- What to work on -
Read the records that follow and state how many lines hold "pollboard", adding nothing else.

- Material for the task -
mod common {
    use std::collections::BTreeMap;
    use std::sync::atomic::{AtomicU64, Ordering};
    use std::sync::{Arc, Mutex};

    use axum::response::Response;
    use axum::Router;
    use chrono::{DateTime, TimeZone, Utc};
    use serde_json::Value;

    use pollboard::config::ListingConfig;
    use pollboard::polls::{
        poll_router, Choice, ChoiceId, PollRepository, PollService, Question, QuestionDraft,
        QuestionId, QuestionRecord, RepositoryError,
    };

    pub(super) fn evaluation_instant() -> DateTime<Utc> {
        Utc.with_ymd_and_hms(2025, 9, 24, 12, 0, 0)
            .single()
            .expect("valid evaluation instant")
    }

    pub(super) const AS_OF: &str = "2025-09-24T12:00:00Z";

    pub(super) fn build_router() -> (Router, Arc<PollService<MemoryRepository>>) {
        let repository = Arc::new(MemoryRepository::default());
        let service = Arc::new(PollService::new(repository, ListingConfig::default()));
        (poll_router(service.clone()), service)
    }

    struct StoredQuestion {
        question: Question,
        choices: Vec<Choice>,
    }

    #[derive(Default)]
    pub(super) struct MemoryRepository {
        questions: Mutex<BTreeMap<QuestionId, StoredQuestion>>,
        question_seq: AtomicU64,
        choice_seq: AtomicU64,
    }

    impl PollRepository for MemoryRepository {
        fn insert_question(
            &self,
            draft: QuestionDraft,
        ) -> Result<QuestionRecord, RepositoryError> {
            let mut guard = self.questions.lock().expect("repository mutex poisoned");
            let id = QuestionId(self.question_seq.fetch_add(1, Ordering::Relaxed) + 1);
            let question = Question {
                id,
                question_text: draft.question_text,
                pub_date: draft.pub_date,
            };
            let choices: Vec<Choice> = draft
                .choices
                .into_iter()
                .map(|choice_text| Choice {
                    id: ChoiceId(self.choice_seq.fetch_add(1, Ordering::Relaxed) + 1),
                    question_id: id,
                    choice_text,
                    votes: 0,
                })
                .collect();
            guard.insert(
                id,
                StoredQuestion {
                    question: question.clone(),
                    choices: choices.clone(),
                },
            );
            Ok(QuestionRecord { question, choices })
        }

        fn question(&self, id: QuestionId) -> Result<Option<Question>, RepositoryError> {
            let guard = self.questions.lock().expect("repository mutex poisoned");
            Ok(guard.get(&id).map(|stored| stored.question.clone()))
        }

        fn questions(&self) -> Result<Vec<Question>, RepositoryError> {
            let guard = self.questions.lock().expect("repository mutex poisoned");
            Ok(guard.values().map(|stored| stored.question.clone()).collect())
        }

        fn choices_for(&self, id: QuestionId) -> Result<Vec<Choice>, RepositoryError> {
            let guard = self.questions.lock().expect("repository mutex poisoned");
            Ok(guard
                .get(&id)
                .map(|stored| stored.choices.clone())
                .unwrap_or_default())
        }

        fn record_vote(
            &self,
            question: QuestionId,
            choice: ChoiceId,
        ) -> Result<Choice, RepositoryError> {
            let mut guard = self.questions.lock().expect("repository mutex poisoned");
            let stored = guard.get_mut(&question).ok_or(RepositoryError::NotFound)?;
            let entry = stored
                .choices
                .iter_mut()
                .find(|entry| entry.id == choice)
                .ok_or(RepositoryError::NotFound)?;
            entry.votes += 1;
            Ok(entry.clone())
        }

        fn delete_question(&self, id: QuestionId) -> Result<(), RepositoryError> {
            let mut guard = self.questions.lock().expect("repository mutex poisoned");
            guard
                .remove(&id)
                .map(|_| ())
                .ok_or(RepositoryError::NotFound)
        }
    }

    pub(super) async fn read_json_body(response: Response) -> Value {
        let body = axum::body::to_bytes(response.into_body(), 8192)
            .await
            .expect("read body");
        serde_json::from_slice(&body).expect("json payload")
    }
}

mod scenarios {
    use axum::body::Body;
    use axum::http::{header, Request, StatusCode};
    use chrono::Duration;
    use serde_json::{json, Value};
    use tower::ServiceExt;

    use pollboard::polls::{QuestionDraft, NO_POLLS_MESSAGE};

    use super::common::*;

    fn json_post(uri: String, body: &Value) -> Request<Body> {
        Request::post(uri)
            .header(header::CONTENT_TYPE, "application/json")
            .body(Body::from(serde_json::to_vec(body).expect("serializable")))
            .expect("request builds")
    }

    fn get(uri: String) -> Request<Body> {
        Request::get(uri)
            .body(Body::empty())
            .expect("request builds")
    }

    #[tokio::test]
    async fn poll_lifecycle_runs_end_to_end() {
        let (router, service) = build_router();
        let now = evaluation_instant();

        service
            .create(
                QuestionDraft::new("What's new?", now - Duration::hours(2))
                    .with_choices(["Not much", "The sky"]),
            )
            .expect("create succeeds");
        service
            .create(
                QuestionDraft::new("Next week's poll", now + Duration::days(7))
                    .with_choices(["Too early"]),
            )
            .expect("create succeeds");

        let response = router
            .clone()
            .oneshot(get(format!("/api/v1/polls?as_of={AS_OF}")))
            .await
            .expect("route executes");
        assert_eq!(response.status(), StatusCode::OK);
        let listing = read_json_body(response).await;
        let entries = listing
            .get("latest_questions")
            .and_then(Value::as_array)
            .expect("listing present");
        assert_eq!(entries.len(), 1);
        assert_eq!(entries[0].get("question_text"), Some(&json!("What's new?")));
        assert!(listing.get("message").is_none());

        let question_id = entries[0]
            .get("id")
            .and_then(Value::as_u64)
            .expect("id present");

        let detail_response = router
            .clone()
            .oneshot(get(format!("/api/v1/polls/{question_id}?as_of={AS_OF}")))
            .await
            .expect("route executes");
        assert_eq!(detail_response.status(), StatusCode::OK);
        let detail = read_json_body(detail_response).await;
        let choices = detail
            .get("choices")
            .and_then(Value::as_array)
            .expect("choices present");
        assert_eq!(choices.len(), 2);
        let choice_id = choices[1]
            .get("id")
            .and_then(Value::as_u64)
            .expect("choice id present");

        for _ in 0..2 {
            let vote_response = router
                .clone()
                .oneshot(json_post(
                    format!("/api/v1/polls/{question_id}/vote?as_of={AS_OF}"),
                    &json!({ "choice_id": choice_id }),
                ))
                .await
                .expect("route executes");
            assert_eq!(vote_response.status(), StatusCode::OK);
        }

        let results_response = router
            .clone()
            .oneshot(get(format!(
                "/api/v1/polls/{question_id}/results?as_of={AS_OF}"
            )))
            .await
            .expect("route executes");
        assert_eq!(results_response.status(), StatusCode::OK);
        let results = read_json_body(results_response).await;
        assert_eq!(results.get("total_votes"), Some(&json!(2)));
        let tallies = results
            .get("results")
            .and_then(Value::as_array)
            .expect("tallies present");
        assert_eq!(tallies[1].get("votes"), Some(&json!(2)));
        assert_eq!(tallies[0].get("votes"), Some(&json!(0)));
    }

    #[tokio::test]
    async fn scheduled_questions_stay_invisible_until_their_instant() {
        let (router, service) = build_router();
        let now = evaluation_instant();

        service
            .create(
                QuestionDraft::new("Tomorrow's poll", now + Duration::days(1))
                    .with_choices(["Later"]),
            )
            .expect("create succeeds");

        let hidden = router
            .clone()
            .oneshot(get(format!("/api/v1/polls/1?as_of={AS_OF}")))
            .await
            .expect("route executes");
        assert_eq!(hidden.status(), StatusCode::NOT_FOUND);

        let visible = router
            .oneshot(get(
                "/api/v1/polls/1?as_of=2025-09-26T12:00:00Z".to_string()
            ))
            .await
            .expect("route executes");
        assert_eq!(visible.status(), StatusCode::OK);
    }

    #[tokio::test]
    async fn empty_board_carries_the_no_polls_message() {
        let (router, _) = build_router();

        let response = router
            .oneshot(get(format!("/api/v1/polls?as_of={AS_OF}")))
            .await
            .expect("route executes");

        assert_eq!(response.status(), StatusCode::OK);
        let listing = read_json_body(response).await;
        assert_eq!(listing.get("message"), Some(&json!(NO_POLLS_MESSAGE)));
    }

    #[tokio::test]
    async fn deleting_a_question_cascades_to_its_results() {
        let (router, service) = build_router();
        let now = evaluation_instant();

        let created = service
            .create(
                QuestionDraft::new("Short lived", now - Duration::days(1))
                    .with_choices(["A", "B"]),
            )
            .expect("create succeeds");
        let id = created.question.id;

        let delete_response = router
            .clone()
            .oneshot(
                Request::delete(format!("/api/v1/polls/{id}"))
                    .body(Body::empty())
                    .expect("request builds"),
            )
            .await
            .expect("route executes");
        assert_eq!(delete_response.status(), StatusCode::NO_CONTENT);

        let results_response = router
            .oneshot(get(format!("/api/v1/polls/{id}/results?as_of={AS_OF}")))
            .await
            .expect("route executes");
        assert_eq!(results_response.status(), StatusCode::NOT_FOUND);
    }
}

- Result of the exercise -
3